Timewise recycling-rescaling to simulate statistically stationary Rayleigh-Taylor mixing layers

A Rayleigh-Taylor (RT) mixing layer grows in time with thickness, h~t², and Reynolds number, Re~t³. DNS grid requirements grow accordingly, which result in large computational costs. The streamwise recycling-rescaling method for simulating boundary layers (Lund et al., 1998) is applied timewise to an otherwise temporally growing RT mixing layer. The procedure recycles and rescales a turbulent RT mixing layer at a target layer thickness, h*, to generate a new initial condition at a smaller thickness, h_i. It is then allowed to grow by △h = h*-h_i back to the target thickness, h*. Repeated application of this procedure drives the flow towards self-similarity and allows statistics to converge over a finite h (and Re) range.
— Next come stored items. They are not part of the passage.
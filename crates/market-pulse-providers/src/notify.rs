use async_trait::async_trait;
use reqwest::Client;
use serde::{Deserialize, Serialize};
use tracing::{info, warn};

use crate::error::NotifyError;

const PUSHOVER_MESSAGES_URL: &str = "https://api.pushover.net/1/messages.json";

/// An operator alert.
#[derive(Debug, Clone, Default, PartialEq, Serialize)]
pub struct Notification {
    pub message: String,
    #[serde(skip_serializing_if = "Option::is_none")]
    pub title: Option<String>,
    #[serde(skip_serializing_if = "Option::is_none")]
    pub url: Option<String>,
    #[serde(skip_serializing_if = "Option::is_none")]
    pub url_title: Option<String>,
    #[serde(skip_serializing_if = "Option::is_none")]
    pub priority: Option<i8>,
}

impl Notification {
    pub fn new(message: impl Into<String>) -> Self {
        Self {
            message: message.into(),
            ..Default::default()
        }
    }

    pub fn with_title(mut self, title: impl Into<String>) -> Self {
        self.title = Some(title.into());
        self
    }

    pub fn with_priority(mut self, priority: i8) -> Self {
        self.priority = Some(priority);
        self
    }
}

/// Outbound alert channel.
#[async_trait]
pub trait Notifier: Send + Sync {
    /// `Ok(false)` when the service accepted the request but did not queue the message.
    async fn send_notification(&self, notification: &Notification) -> Result<bool, NotifyError>;
}

/// Pushover push notifications.
pub struct PushoverNotifier {
    client: Client,
    token: String,
    user: String,
    url: String,
}

#[derive(Debug, Deserialize)]
struct PushoverReceipt {
    status: i32,
    #[serde(default)]
    errors: Vec<String>,
}

#[derive(Serialize)]
struct PushoverMessage<'a> {
    token: &'a str,
    user: &'a str,
    #[serde(flatten)]
    notification: &'a Notification,
}

impl PushoverNotifier {
    /// Create from environment variables `PUSHOVER_TOKEN` and `PUSHOVER_USER`.
    pub fn from_env() -> Result<Self, NotifyError> {
        let token = std::env::var("PUSHOVER_TOKEN")
            .map_err(|_| NotifyError::Config("PUSHOVER_TOKEN not set".into()))?;
        let user = std::env::var("PUSHOVER_USER")
            .map_err(|_| NotifyError::Config("PUSHOVER_USER not set".into()))?;
        Ok(Self::new(token, user, None))
    }

    pub fn new(token: String, user: String, url: Option<String>) -> Self {
        Self {
            client: Client::new(),
            token,
            user,
            url: url.unwrap_or_else(|| PUSHOVER_MESSAGES_URL.to_string()),
        }
    }
}

#[async_trait]
impl Notifier for PushoverNotifier {
    async fn send_notification(&self, notification: &Notification) -> Result<bool, NotifyError> {
        let response = self
            .client
            .post(&self.url)
            .json(&PushoverMessage {
                token: &self.token,
                user: &self.user,
                notification,
            })
            .send()
            .await?;

        if !response.status().is_success() {
            let status = response.status().as_u16();
            let body = response.text().await.unwrap_or_default();
            return Err(NotifyError::Rejected {
                status,
                message: body,
            });
        }

        let receipt: PushoverReceipt = response.json().await?;
        if receipt.status != 1 {
            warn!(errors = ?receipt.errors, "pushover did not queue notification");
            return Ok(false);
        }
        info!(title = ?notification.title, "notification sent");
        Ok(true)
    }
}

/// Used when no push credentials are configured; alerts only reach the log.
pub struct NoopNotifier;

#[async_trait]
impl Notifier for NoopNotifier {
    async fn send_notification(&self, notification: &Notification) -> Result<bool, NotifyError> {
        warn!(
            title = notification.title.as_deref().unwrap_or(""),
            "{}", notification.message
        );
        Ok(true)
    }
}
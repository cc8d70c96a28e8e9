use chrono::{DateTime, Datelike, NaiveDateTime, Timelike, Utc, Weekday};
use chrono_tz::America::New_York;

/// Convert a UTC instant to the exchange-local (New York) wall clock that stored bar
/// timestamps use.
pub fn exchange_local(instant: DateTime<Utc>) -> NaiveDateTime {
    instant.with_timezone(&New_York).naive_local()
}

pub fn exchange_now() -> NaiveDateTime {
    exchange_local(Utc::now())
}

fn minute_of_day(local: &NaiveDateTime) -> u32 {
    local.hour() * 60 + local.minute()
}

/// Whether a scheduled intraday ingestion run should proceed at `local`.
///
/// Runs cover weekdays from 9:35 ET, when the 9:30 bar has closed, through 16:04 ET, when
/// the 15:55 bar has.
pub fn in_ingestion_hours(local: &NaiveDateTime) -> bool {
    if matches!(local.weekday(), Weekday::Sat | Weekday::Sun) {
        return false;
    }
    (575..965).contains(&minute_of_day(local))
}
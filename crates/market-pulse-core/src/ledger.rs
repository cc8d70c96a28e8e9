use chrono::{DateTime, NaiveDateTime, Utc};
use serde::{Deserialize, Serialize};

use crate::instrument::InstrumentId;

/// A symbol/timestamp pair whose fetch failed and is waiting to be retried.
///
/// The ledger holds at most one entry per `(instrument_id, timestamp)`.
#[derive(Debug, Clone, PartialEq, Eq, Serialize, Deserialize)]
pub struct RetryLedgerEntry {
    pub instrument_id: InstrumentId,
    pub timestamp: NaiveDateTime,
    pub reason: String,
    pub created_at: DateTime<Utc>,
}

impl RetryLedgerEntry {
    pub fn new(
        instrument_id: InstrumentId,
        timestamp: NaiveDateTime,
        reason: impl Into<String>,
    ) -> Self {
        Self {
            instrument_id,
            timestamp,
            reason: reason.into(),
            created_at: Utc::now(),
        }
    }

    pub fn key(&self) -> (InstrumentId, NaiveDateTime) {
        (self.instrument_id, self.timestamp)
    }
}
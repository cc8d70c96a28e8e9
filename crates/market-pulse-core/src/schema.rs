use std::path::Path;
use std::sync::Arc;

use arrow::array::{
    Array, ArrayRef, Date32Array, Int32Array, StringArray, TimestampMicrosecondArray,
};
use arrow::datatypes::{DataType, Field, Schema, TimeUnit};
use arrow::record_batch::RecordBatch;
use chrono::{DateTime, Datelike, NaiveDate, NaiveDateTime, Utc};
use parquet::arrow::ArrowWriter;
use parquet::arrow::arrow_reader::ParquetRecordBatchReaderBuilder;
use parquet::basic::Compression;
use parquet::file::properties::WriterProperties;
use rust_decimal::Decimal;

use crate::bar::PriceBar;
use crate::error::MarketDataError;
use crate::indicator::DailyIndicator;
use crate::instrument::InstrumentId;
use crate::ledger::RetryLedgerEntry;
use crate::timeframe::Timeframe;

/// Days from 0001-01-01 (CE) to 1970-01-01.
const UNIX_EPOCH_DAYS_FROM_CE: i32 = 719_163;

/// Bars are stored one file per (timeframe, instrument, day), so the key columns live in the
/// path and only the time and values are stored. Decimals are stored as strings.
pub fn bar_schema() -> Schema {
    Schema::new(vec![
        Field::new(
            "timestamp",
            DataType::Timestamp(TimeUnit::Microsecond, None),
            false,
        ),
        Field::new("open", DataType::Utf8, false),
        Field::new("high", DataType::Utf8, false),
        Field::new("low", DataType::Utf8, false),
        Field::new("close", DataType::Utf8, false),
        Field::new("volume", DataType::Utf8, false),
    ])
}

pub fn daily_indicator_schema() -> Schema {
    Schema::new(vec![
        Field::new("instrument_id", DataType::Int32, false),
        Field::new("date", DataType::Date32, false),
        Field::new("atr", DataType::Utf8, false),
    ])
}

pub fn retry_ledger_schema() -> Schema {
    Schema::new(vec![
        Field::new("instrument_id", DataType::Int32, false),
        Field::new(
            "timestamp",
            DataType::Timestamp(TimeUnit::Microsecond, None),
            false,
        ),
        Field::new("reason", DataType::Utf8, false),
        Field::new(
            "created_at",
            DataType::Timestamp(TimeUnit::Microsecond, Some("UTC".into())),
            false,
        ),
    ])
}

fn naive_micros(ts: &NaiveDateTime) -> i64 {
    ts.and_utc().timestamp_micros()
}

fn naive_from_micros(micros: i64) -> Result<NaiveDateTime, MarketDataError> {
    DateTime::from_timestamp_micros(micros)
        .map(|dt| dt.naive_utc())
        .ok_or_else(|| MarketDataError::InvalidData(format!("invalid timestamp: {micros}")))
}

fn decimal_array(values: impl Iterator<Item = Decimal>) -> ArrayRef {
    Arc::new(StringArray::from_iter_values(values.map(|d| d.to_string())))
}

fn column<'a, T: Array + 'static>(
    batch: &'a RecordBatch,
    index: usize,
    name: &str,
) -> Result<&'a T, MarketDataError> {
    batch
        .column(index)
        .as_any()
        .downcast_ref::<T>()
        .ok_or_else(|| MarketDataError::InvalidData(format!("expected {name} column")))
}

fn parse_decimal(array: &StringArray, row: usize, name: &str) -> Result<Decimal, MarketDataError> {
    array
        .value(row)
        .parse()
        .map_err(|e| MarketDataError::InvalidData(format!("invalid {name}: {e}")))
}

pub fn bars_to_record_batch(bars: &[PriceBar]) -> Result<RecordBatch, MarketDataError> {
    let columns: Vec<ArrayRef> = vec![
        Arc::new(TimestampMicrosecondArray::from(
            bars.iter().map(|b| naive_micros(&b.timestamp)).collect::<Vec<_>>(),
        )),
        decimal_array(bars.iter().map(|b| b.open)),
        decimal_array(bars.iter().map(|b| b.high)),
        decimal_array(bars.iter().map(|b| b.low)),
        decimal_array(bars.iter().map(|b| b.close)),
        decimal_array(bars.iter().map(|b| b.volume)),
    ];

    Ok(RecordBatch::try_new(Arc::new(bar_schema()), columns)?)
}

pub fn record_batch_to_bars(
    batch: &RecordBatch,
    instrument_id: InstrumentId,
    timeframe: Timeframe,
) -> Result<Vec<PriceBar>, MarketDataError> {
    let timestamps = column::<TimestampMicrosecondArray>(batch, 0, "timestamp")?;
    let opens = column::<StringArray>(batch, 1, "open")?;
    let highs = column::<StringArray>(batch, 2, "high")?;
    let lows = column::<StringArray>(batch, 3, "low")?;
    let closes = column::<StringArray>(batch, 4, "close")?;
    let volumes = column::<StringArray>(batch, 5, "volume")?;

    let mut bars = Vec::with_capacity(batch.num_rows());
    for i in 0..batch.num_rows() {
        bars.push(PriceBar {
            instrument_id,
            timeframe,
            timestamp: naive_from_micros(timestamps.value(i))?,
            open: parse_decimal(opens, i, "open")?,
            high: parse_decimal(highs, i, "high")?,
            low: parse_decimal(lows, i, "low")?,
            close: parse_decimal(closes, i, "close")?,
            volume: parse_decimal(volumes, i, "volume")?,
        });
    }

    Ok(bars)
}

pub fn indicators_to_record_batch(
    indicators: &[DailyIndicator],
) -> Result<RecordBatch, MarketDataError> {
    let columns: Vec<ArrayRef> = vec![
        Arc::new(Int32Array::from(
            indicators.iter().map(|d| d.instrument_id.0).collect::<Vec<_>>(),
        )),
        Arc::new(Date32Array::from(
            indicators
                .iter()
                .map(|d| d.date.num_days_from_ce() - UNIX_EPOCH_DAYS_FROM_CE)
                .collect::<Vec<_>>(),
        )),
        decimal_array(indicators.iter().map(|d| d.atr)),
    ];

    Ok(RecordBatch::try_new(
        Arc::new(daily_indicator_schema()),
        columns,
    )?)
}

pub fn record_batch_to_indicators(
    batch: &RecordBatch,
) -> Result<Vec<DailyIndicator>, MarketDataError> {
    let ids = column::<Int32Array>(batch, 0, "instrument_id")?;
    let dates = column::<Date32Array>(batch, 1, "date")?;
    let atrs = column::<StringArray>(batch, 2, "atr")?;

    let mut indicators = Vec::with_capacity(batch.num_rows());
    for i in 0..batch.num_rows() {
        let days = dates.value(i);
        let date = NaiveDate::from_num_days_from_ce_opt(days + UNIX_EPOCH_DAYS_FROM_CE)
            .ok_or_else(|| MarketDataError::InvalidData(format!("invalid date: {days}")))?;
        indicators.push(DailyIndicator {
            instrument_id: InstrumentId(ids.value(i)),
            date,
            atr: parse_decimal(atrs, i, "atr")?,
        });
    }

    Ok(indicators)
}

pub fn ledger_to_record_batch(
    entries: &[RetryLedgerEntry],
) -> Result<RecordBatch, MarketDataError> {
    let columns: Vec<ArrayRef> = vec![
        Arc::new(Int32Array::from(
            entries.iter().map(|e| e.instrument_id.0).collect::<Vec<_>>(),
        )),
        Arc::new(TimestampMicrosecondArray::from(
            entries.iter().map(|e| naive_micros(&e.timestamp)).collect::<Vec<_>>(),
        )),
        Arc::new(StringArray::from_iter_values(
            entries.iter().map(|e| e.reason.as_str()),
        )),
        Arc::new(
            TimestampMicrosecondArray::from(
                entries
                    .iter()
                    .map(|e| e.created_at.timestamp_micros())
                    .collect::<Vec<_>>(),
            )
            .with_timezone("UTC"),
        ),
    ];

    Ok(RecordBatch::try_new(Arc::new(retry_ledger_schema()), columns)?)
}

pub fn record_batch_to_ledger(
    batch: &RecordBatch,
) -> Result<Vec<RetryLedgerEntry>, MarketDataError> {
    let ids = column::<Int32Array>(batch, 0, "instrument_id")?;
    let timestamps = column::<TimestampMicrosecondArray>(batch, 1, "timestamp")?;
    let reasons = column::<StringArray>(batch, 2, "reason")?;
    let created = column::<TimestampMicrosecondArray>(batch, 3, "created_at")?;

    let mut entries = Vec::with_capacity(batch.num_rows());
    for i in 0..batch.num_rows() {
        let micros = created.value(i);
        let created_at: DateTime<Utc> = DateTime::from_timestamp_micros(micros)
            .ok_or_else(|| MarketDataError::InvalidData(format!("invalid created_at: {micros}")))?;
        entries.push(RetryLedgerEntry {
            instrument_id: InstrumentId(ids.value(i)),
            timestamp: naive_from_micros(timestamps.value(i))?,
            reason: reasons.value(i).to_string(),
            created_at,
        });
    }

    Ok(entries)
}

/// Write a batch to `path`, going through a temporary sibling file so readers never see a
/// half-written file.
pub fn write_parquet(path: &Path, batch: &RecordBatch) -> Result<(), MarketDataError> {
    let props = WriterProperties::builder()
        .set_compression(Compression::SNAPPY)
        .build();

    let tmp_path = path.with_extension("parquet.tmp");
    let file = std::fs::File::create(&tmp_path)?;
    let mut writer = ArrowWriter::try_new(file, batch.schema(), Some(props))?;
    writer.write(batch)?;
    writer.close()?;
    std::fs::rename(&tmp_path, path)?;

    Ok(())
}

pub fn read_parquet(path: &Path) -> Result<Vec<RecordBatch>, MarketDataError> {
    let file = std::fs::File::open(path)?;
    let reader = ParquetRecordBatchReaderBuilder::try_new(file)?.build()?;

    let mut batches = Vec::new();
    for batch in reader {
        batches.push(batch?);
    }
    Ok(batches)
}

#[cfg(test)]
mod tests {
    use super::*;
    use chrono::TimeZone;
    use rust_decimal_macros::dec;

    fn ts(h: u32, m: u32) -> NaiveDateTime {
        NaiveDate::from_ymd_opt(2025, 1, 15)
            .unwrap()
            .and_hms_opt(h, m, 0)
            .unwrap()
    }

    fn sample_bars() -> Vec<PriceBar> {
        vec![
            PriceBar {
                instrument_id: InstrumentId(1),
                timeframe: Timeframe::FiveMin,
                timestamp: ts(9, 30),
                open: dec!(150.1234),
                high: dec!(151.5678),
                low: dec!(149.0001),
                close: dec!(150.9999),
                volume: dec!(1000),
            },
            PriceBar {
                instrument_id: InstrumentId(1),
                timeframe: Timeframe::FiveMin,
                timestamp: ts(9, 35),
                open: dec!(150.9999),
                high: dec!(152.00),
                low: dec!(150.50),
                close: dec!(151.75),
                volume: dec!(2000.5),
            },
        ]
    }

    #[test]
    fn bar_parquet_file_roundtrip() {
        let bars = sample_bars();
        let dir = tempfile::tempdir().unwrap();
        let path = dir.path().join("bars.parquet");

        write_parquet(&path, &bars_to_record_batch(&bars).unwrap()).unwrap();
        let mut result = Vec::new();
        for batch in read_parquet(&path).unwrap() {
            result.extend(
                record_batch_to_bars(&batch, InstrumentId(1), Timeframe::FiveMin).unwrap(),
            );
        }

        assert_eq!(result, bars);
        assert!(!path.with_extension("parquet.tmp").exists());
    }

    #[test]
    fn indicator_dates_survive_date32_encoding() {
        let indicators = vec![DailyIndicator {
            instrument_id: InstrumentId(529),
            date: NaiveDate::from_ymd_opt(2024, 2, 29).unwrap(),
            atr: dec!(4.1234),
        }];
        let batch = indicators_to_record_batch(&indicators).unwrap();
        assert_eq!(record_batch_to_indicators(&batch).unwrap(), indicators);
    }

    #[test]
    fn ledger_batch_keeps_created_at_utc() {
        let entries = vec![RetryLedgerEntry {
            instrument_id: InstrumentId(7),
            timestamp: ts(10, 0),
            reason: "values missing".to_string(),
            created_at: Utc.with_ymd_and_hms(2025, 1, 15, 15, 0, 1).unwrap(),
        }];
        let batch = ledger_to_record_batch(&entries).unwrap();
        assert_eq!(batch.num_rows(), 1);
        assert_eq!(record_batch_to_ledger(&batch).unwrap(), entries);
    }

    #[test]
    fn wrong_column_type_is_invalid_data() {
        let batch = ledger_to_record_batch(&[]).unwrap();
        let err = record_batch_to_indicators(&batch).unwrap_err();
        assert!(matches!(err, MarketDataError::InvalidData(_)));
    }
}
use std::collections::BTreeMap;

use serde::ser::{Serialize, SerializeMap, Serializer};
use serde_json::Value;

/// A computation requested alongside a time series in one provider call.
///
/// `Simple` serializes as its bare name (`"time_series"`); `Complex` as an object holding
/// the name and its parameters (`{"name": "atr", "time_period": 14}`).
#[derive(Debug, Clone, PartialEq)]
pub enum Method {
    Simple { name: String },
    Complex {
        name: String,
        params: BTreeMap<String, Value>,
    },
}

impl Method {
    /// Raw OHLCV bars.
    pub fn time_series() -> Self {
        Method::Simple {
            name: "time_series".to_string(),
        }
    }
}

impl Serialize for Method {
    fn serialize<S: Serializer>(&self, serializer: S) -> Result<S::Ok, S::Error> {
        match self {
            Method::Simple { name } => serializer.serialize_str(name),
            Method::Complex { name, params } => {
                let mut map = serializer.serialize_map(Some(params.len() + 1))?;
                map.serialize_entry("name", name)?;
                for (key, value) in params {
                    map.serialize_entry(key, value)?;
                }
                map.end()
            }
        }
    }
}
In the limit, Δh→0, the recycling-rescaling procedure is mathematically equivalent to implementing additional terms to the Navier-Stokes equations, resulting in a statistically stationary flow with thickness, h = h*. First, we demonstrate the rescaling requirements necessary to maintain the self-similar characteristics of the RT layer using the finite △h case. Second, we describe the mathematical formulation for the statistically stationary case and validate the method against existing DNS results.